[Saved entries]
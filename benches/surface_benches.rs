use RustedGraphCalc::calculator::engine::{MathEngine, Resolution};
use RustedGraphCalc::calculator::variables::Bindings;
use RustedGraphCalc::symbolic::symbolic_engine::Expr;
use criterion::{Criterion, criterion_group, criterion_main};
use std::hint::black_box;

fn bench_surface_render(c: &mut Criterion) {
    let engine = MathEngine::default();
    let bindings = Bindings::new();
    c.bench_function("surface 150x150", |b| {
        b.iter(|| engine.evaluate_2d(black_box("sin(x)*cos(y) + x^2/10"), &bindings, Resolution::Render))
    });
}

fn bench_surface_animate(c: &mut Criterion) {
    let engine = MathEngine::default();
    let bindings = Bindings::new();
    c.bench_function("surface 100x100", |b| {
        b.iter(|| engine.evaluate_2d(black_box("sin(x)*cos(y) + x^2/10"), &bindings, Resolution::Animate))
    });
}

fn bench_parse_and_lambdify(c: &mut Criterion) {
    c.bench_function("parse + lambdify", |b| {
        b.iter(|| {
            Expr::parse_expression(black_box("exp(-(x^2 + y^2)/4)*cos(3*x)"))
                .ok()
                .and_then(|e| e.lambdify(&["x", "y"]).ok())
                .map(|f| f(&[0.5, 0.5]))
        })
    });
}

fn bench_implicit_solve(c: &mut Criterion) {
    let engine = MathEngine::default();
    c.bench_function("solve sphere for z", |b| {
        b.iter(|| engine.solve_implicit(black_box("x^2 + y^2 + z^2 = 36"), "z"))
    });
}

criterion_group!(
    benches,
    bench_surface_render,
    bench_surface_animate,
    bench_parse_and_lambdify,
    bench_implicit_solve
);
criterion_main!(benches);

Task prompt
Could you transcribe all of the data exactly as it is given?

Task response
filename benches/surface_benches.rs
use RustedGraphCalc::calculator::engine::{MathEngine, Resolution};
use RustedGraphCalc::calculator::variables::Bindings;
use RustedGraphCalc::symbolic::symbolic_engine::Expr;
use criterion::{Criterion, criterion_group, criterion_main};
use std::hint::black_box;

fn bench_surface_render(c: &mut Criterion) {
    let engine = MathEngine::default();
    let bindings = Bindings::new();
    c.bench_function("surface 150x150", |b| {
        b.iter(|| engine.evaluate_2d(black_box("sin(x)*cos(y) + x^2/10"), &bindings, Resolution::Render))
    });
}

fn bench_surface_animate(c: &mut Criterion) {
    let engine = MathEngine::default();
    let bindings = Bindings::new();
    c.bench_function("surface 100x100", |b| {
        b.iter(|| engine.evaluate_2d(black_box("sin(x)*cos(y) + x^2/10"), &bindings, Resolution::Animate))
    });
}

fn bench_parse_and_lambdify(c: &mut Criterion) {
    c.bench_function("parse + lambdify", |b| {
        b.iter(|| {
            Expr::parse_expression(black_box("exp(-(x^2 + y^2)/4)*cos(3*x)"))
                .ok()
                .and_then(|e| e.lambdify(&["x", "y"]).ok())
                .map(|f| f(&[0.5, 0.5]))
        })
    });
}

fn bench_implicit_solve(c: &mut Criterion) {
    let engine = MathEngine::default();
    c.bench_function("solve sphere for z", |b| {
        b.iter(|| engine.solve_implicit(black_box("x^2 + y^2 + z^2 = 36"), "z"))
    });
}

criterion_group!(
    benches,
    bench_surface_render,
    bench_surface_animate,
    bench_parse_and_lambdify,
    bench_implicit_solve
);
criterion_main!(benches);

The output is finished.